Anyways, I let R=QQ[z] and I=ideal(z^2-z+1) and work in the polynomial ring S=R/I[x0,x1,x2,x3,x4,x5,y0,y1,y2,y3,y4,y5]. I define the ideal of S:
J=ideal(x0*x3 - x1*x4, x0*x3 - x2*x5, x1*x4 - x2*x5, y0*y3 - y1*y4,
y0*y3 - y2*y5, y1*y4 - y2*y5, ((x0+x1)*(x0+x2)*(x1+x2)-8*x0*x1*x2)*(x0*(x1^2-x2^2)+(z^2)*x1*(x2^2-x0^2)+(z^4)*x2*(x0^2-x1^2))*y0-(x1-x2)*(x2-x0)*(x0-x1)*(x0+(z^4)*x1+(z^2)*x2)*(x1*x2+(z^4)*x0*x2+(z^2)*x0*x1)*y1, (x0*(x1^2-x2^2)+(z^4)*x1*(x2^2-x0^2)+(z^2)*x2*(x0^2-x1^2))*(x0+(z^4)*x1+(z^2)*x2)*(x1*x2+(z^4)*x0*x2+(z^2)*x0*x1)*y1-(x0*(x1^2-x2^2)+(z^2)*x1*(x2^2-x0^2)+(z^4)*x2*(x0^2-x1^2))*(x0+(z^2)*x1+(z^4)*x2)*(x1*x2+(z^2)*x0*x2+(z^4)*x0*x1)*y2, (x1-x2)*(x2-x0)*(x0-x1)*(x0+(z^2)*x1+(z^4)*x2)*(x1*x2+(z^2)*x0*x2+(z^4)*x0*x1)*y2-((x0+x1)*(x0+x2)*(x1+x2)-8*x0*x1*x2)*(x0*(x1^2-x2^2)+(z^4)*x1*(x2^2-x0^2)+(z^2)*x2*(x0^2-x1^2))*y0);
The goal is to find the minimal prime decomposition by computing minimalPrimes J. But Macaulay2 just works indefinitely without success here. As I said above, even on a more powerful machine in my department. Relatively speaking, this is a pretty simple ideal, so I'm not sure what's going on.
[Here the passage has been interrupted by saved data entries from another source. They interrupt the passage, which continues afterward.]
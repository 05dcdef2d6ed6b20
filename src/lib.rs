#![cfg(target_arch = "wasm32")]
use bubbles_core::{BubbleApp, SimConfig, GENRES};
use std::cell::RefCell;
use std::rc::Rc;
use wasm_bindgen::prelude::*;
use web_sys as web;

mod constants;
mod dom;
mod download;
mod events;
mod frame;
mod input;
mod render;
mod storage;

use constants::{CANVAS_HEIGHT_PX, EXPORT_BUTTON_CLASS, EXPORT_BUTTON_TEXT, FALLBACK_WIDTH_PX};
use dom::js_err;
use storage::BrowserStore;

pub(crate) type App = BubbleApp<BrowserStore>;

#[wasm_bindgen(start)]
pub fn start() -> Result<(), JsValue> {
    console_error_panic_hook::set_once();
    console_log::init_with_level(log::Level::Info).ok();
    log::info!("bubbles-web starting");
    Ok(())
}

/// A mounted voting widget. Call `destroy` to tear it down.
#[wasm_bindgen]
pub struct BubbleWidget {
    app: Rc<RefCell<App>>,
    frame_loop: frame::LoopHandle,
    surface: Rc<render::CanvasSurface>,
    listeners: Vec<events::Listener>,
    button: web::Element,
}

#[wasm_bindgen]
impl BubbleWidget {
    #[wasm_bindgen(js_name = totalVotes)]
    pub fn total_votes(&self) -> f64 {
        self.app.borrow().tally().total() as f64
    }

    /// Stop ticking, clear the world, then release the canvas.
    pub fn destroy(self) {
        self.frame_loop.stop();
        self.app.borrow_mut().teardown();
        drop(self.listeners);
        self.surface.release();
        self.button.remove();
        log::info!("bubbles-web destroyed");
    }
}

/// Mount the widget into the element with id `container_id`.
#[wasm_bindgen]
pub fn mount(container_id: &str) -> Result<BubbleWidget, JsValue> {
    mount_inner(container_id).map_err(|e| {
        log::error!("mount error: {:?}", e);
        JsValue::from_str(&format!("{:#}", e))
    })
}

fn mount_inner(container_id: &str) -> anyhow::Result<BubbleWidget> {
    let document = dom::window_document().ok_or_else(|| anyhow::anyhow!("no document"))?;
    let container = document
        .get_element_by_id(container_id)
        .ok_or_else(|| anyhow::anyhow!("missing #{}", container_id))?;

    let width = match container.client_width() {
        w if w > 0 => w as f64,
        _ => FALLBACK_WIDTH_PX,
    };
    let height = CANVAS_HEIGHT_PX;

    let canvas = dom::create_canvas(&document)?;
    let dpr = dom::size_canvas(&canvas, width, height);
    container.append_child(&canvas).map_err(js_err)?;
    let surface = Rc::new(render::CanvasSurface::new(canvas.clone(), width, height, dpr)?);

    let button = document.create_element("button").map_err(js_err)?;
    button.set_text_content(Some(EXPORT_BUTTON_TEXT));
    button.set_class_name(EXPORT_BUTTON_CLASS);
    container.append_child(&button).map_err(js_err)?;

    let config = SimConfig::default()
        .with_size(width as f32, height as f32)
        .with_seed(rand::random());
    let app = Rc::new(RefCell::new(BubbleApp::new(GENRES, BrowserStore::open(), config)));

    let arena = app.borrow().sim().arena();
    let listeners = vec![
        events::wire_pointerdown(&canvas, app.clone(), arena)?,
        events::wire_pointermove(&canvas, app.clone(), arena)?,
        events::wire_pointer_release(&canvas, app.clone(), "pointerup")?,
        events::wire_pointer_release(&canvas, app.clone(), "pointercancel")?,
        events::wire_export_button(&button, app.clone())?,
    ];

    let frame_loop = frame::start_loop(frame::FrameContext::new(app.clone(), surface.clone()));
    log::info!("[mount] #{} {}x{}", container_id, width, height);

    Ok(BubbleWidget {
        app,
        frame_loop,
        surface,
        listeners,
        button,
    })
}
The computation does work if you add another function to J, so is the problem that somehow this variety is underdetermined or something? Geometrically, this is the total transform of a subvariety under a blow up. And I need to use minimalPrimes to find the proper transform.